Los tres pilares fundamentales a tener en cuenta son: la oxigenoterapia, los broncodilatadores (encargados de relajar los músculos y abrir las vías aéreas) y los corticoides sistémicos (cuyo objetivo es reducir la inflamación).

Los fármacos administrados por vía inhalatoria permiten una mayor concentración del principio activo en el órgano diana, favoreciendo su eficacia y el control de la sintomatología (2).

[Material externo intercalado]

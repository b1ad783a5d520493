mod builder;

use bincode::{Decode, Encode};

use crate::dictionary::character::CharInfo;
use crate::dictionary::connector::Connector;
use crate::dictionary::lexicon::WordParam;
use crate::dictionary::word_idx::WordIdx;
use crate::dictionary::{LexType, WordSource};
use crate::sentence::Sentence;
use crate::utils::FromU32;

#[derive(Default, Debug, Clone, PartialEq, Eq, Decode, Encode)]
pub struct UnkEntry {
    pub cate_id: u16,
    pub left_id: u16,
    pub right_id: u16,
    pub word_cost: i16,
    pub feature: String,
}

/// Candidate of an unknown word.
#[derive(Default, Debug, Clone, PartialEq, Eq)]
pub struct UnkWord {
    start_char: usize,
    end_char: usize,
    left_id: u16,
    right_id: u16,
    word_cost: i16,
    word_id: u32,
}

impl UnkWord {
    #[inline(always)]
    pub const fn start_char(&self) -> usize {
        self.start_char
    }

    #[inline(always)]
    pub const fn end_char(&self) -> usize {
        self.end_char
    }

    #[inline(always)]
    pub const fn word_param(&self) -> WordParam {
        WordParam::new(self.left_id, self.right_id, self.word_cost)
    }

    #[inline(always)]
    pub const fn word_idx(&self) -> WordIdx {
        WordIdx::new(LexType::Unknown, self.word_id)
    }
}

/// Handler of unknown words.
///
/// Entries are sorted by category id, so the word ids of a category are contiguous.
#[derive(Decode, Encode)]
pub struct UnkHandler {
    offsets: Vec<u32>, // indexed by category id
    entries: Vec<UnkEntry>,
}

impl UnkHandler {
    /// Generates unknown words starting at `start_char`.
    ///
    /// Nothing is generated when a known word has matched and the category is not
    /// invoked. If the category groups, a candidate covering the run of characters
    /// in the category of the first one is generated, bounded by `max_grouping_len`.
    /// Candidates of `1..=LENGTH` characters are generated next. At least one
    /// candidate is always generated otherwise.
    pub(crate) fn gen_unk_words<F>(
        &self,
        sent: &Sentence,
        start_char: usize,
        mut has_matched: bool,
        max_grouping_len: Option<usize>,
        mut f: F,
    ) where
        F: FnMut(UnkWord),
    {
        let cinfo = sent.char_info(start_char);
        if has_matched && !cinfo.invoke() {
            return;
        }

        let groupable = sent.groupable(start_char);

        let mut grouped_len = 0;
        if cinfo.group() {
            grouped_len = max_grouping_len.map_or(groupable, |max_len| groupable.min(max_len));
            f = self.scan_entries(start_char, start_char + grouped_len, cinfo, f);
            has_matched = true;
        }

        for i in 1..=usize::from(cinfo.length()).min(groupable) {
            if i == grouped_len {
                continue;
            }
            f = self.scan_entries(start_char, start_char + i, cinfo, f);
            has_matched = true;
        }

        // Generates at least one unknown word.
        if !has_matched {
            self.scan_entries(start_char, start_char + 1, cinfo, f);
        }
    }

    #[inline(always)]
    fn scan_entries<F>(&self, start_char: usize, end_char: usize, cinfo: CharInfo, mut f: F) -> F
    where
        F: FnMut(UnkWord),
    {
        let cate_id = usize::from_u32(cinfo.base_id());
        let start = self.offsets[cate_id];
        let end = self.offsets[cate_id + 1];
        for word_id in start..end {
            let e = &self.entries[usize::from_u32(word_id)];
            f(UnkWord {
                start_char,
                end_char,
                left_id: e.left_id,
                right_id: e.right_id,
                word_cost: e.word_cost,
                word_id,
            });
        }
        f
    }

    /// Checks if all connection ids are within the connector.
    pub(crate) fn verify<C>(&self, conn: &C) -> bool
    where
        C: Connector,
    {
        self.entries.iter().all(|e| {
            usize::from(e.left_id) < conn.num_left() && usize::from(e.right_id) < conn.num_right()
        })
    }

    #[inline(always)]
    pub(crate) fn len(&self) -> usize {
        self.entries.len()
    }
}

impl WordSource for UnkHandler {
    #[inline(always)]
    fn word_param(&self, word_idx: WordIdx) -> WordParam {
        debug_assert_eq!(word_idx.lex_type, LexType::Unknown);
        let e = &self.entries[usize::from_u32(word_idx.word_id)];
        WordParam::new(e.left_id, e.right_id, e.word_cost)
    }

    #[inline(always)]
    fn word_feature(&self, word_idx: WordIdx) -> &str {
        debug_assert_eq!(word_idx.lex_type, LexType::Unknown);
        &self.entries[usize::from_u32(word_idx.word_id)].feature
    }
}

  • Oxigenoterapia: alcanzar saturaciones en torno a 93-95%. La hiperoxia no está recomendada, resulta imprescindible tener en cuenta el grado de obstrucción para evitar administrar altos flujos de oxígeno.
  • Agonistas beta-2-adrenérgicos de acción corta inhalados (SABA): tratamiento broncodilatador de elección por su eficacia y rápida actuación, además de presentar menos efectos secundarios.
    • La pauta recomendada es de 3 dosis consecutivas de 2,5-5 mg nebulizados de salbutamol o 4 puffs de inhalador presurizado IP (0,1 mg/inhalación) cada 30 minutos en función de la respuesta. En casos graves, nebulización continua de salbutamol a un ritmo de 10 mg/h.
  • Anticolinérgicos: su asociación con agonistas β2-adrenérgicos mejora el efecto broncodilatador.
    • Bromuro de ipratropio: asociado a un SABA en la fase inicial muestra un incremento mayor de la función pulmonar. La dosis recomendada es de 0,5 mg de bromuro de ipratropio nebulizado.
  • Glucocorticoides sistémicos: especialmente indicados si no hay mejoría tras la primera dosis de SABA, si el paciente ya los tomaba o si los había requerido en crisis anteriores. La dosis recomendada es de 100- 200 mg de hidrocortisona o 40-60 mg de metilprednisolona vía oral o intravenosa.
  • Sulfato de magnesio: indicada en pacientes con obstrucción grave o hipoxemia persistente, influye positivamente en los músculos y la reducción de la inflamación. Una única dosis intravenosa de 1,2-2g en perfusión durante 20 minutos reduce la necesidad de hospitalización (12,13,15).
  • Actuación frente a un estado asmático:
  • El tratamiento para corregir el nivel de acidosis metabólica dependerá del pH.
  • Las actuaciones principales serán muy similares a las de la crisis asmática grave, y se basarán en oxigenoterapia a flujos altos (6-8 lpm y FiO2 al 40-50%), broncodilatadores (salbutamol, bromuro de ipratropio), corticoides sistémicos inhalados (budesonida) e intravenosos (metilprednisolona, hidrocortisona, dexametasona), y otros fármacos (sulfato de magnesio, teofilina, ranitidina u omeprazol, mucolíticos…).
  • En caso de alteración de la conciencia o cianosis es aconsejable el traslado a una unidad de cuidados intensivos, donde se iniciará la ventilación mecánica y, en caso de no respuesta, se procederá a la intubación endotraqueal del paciente (12,13).

CONCLUSIONES

El correcto manejo del paciente asmático grave en urgencias se debe enfocar hacia un diagnostico precoz de la situación (apoyado en valores gasométricos y alteraciones electrocardiográficas), y en conocer las mejores opciones terapéuticas para corregir una crisis asmática grave o un estado asmático, basadas fundamentalmente en la oxigenoterapia, los broncodilatadores y los corticoides sistémicos.

BIBLIOGRAFÍA

1.     Medina Hernando. Evaluación de una intervención educativa grupal de Enfermería en niños con asma. Nure Inv. 2016; 13(81).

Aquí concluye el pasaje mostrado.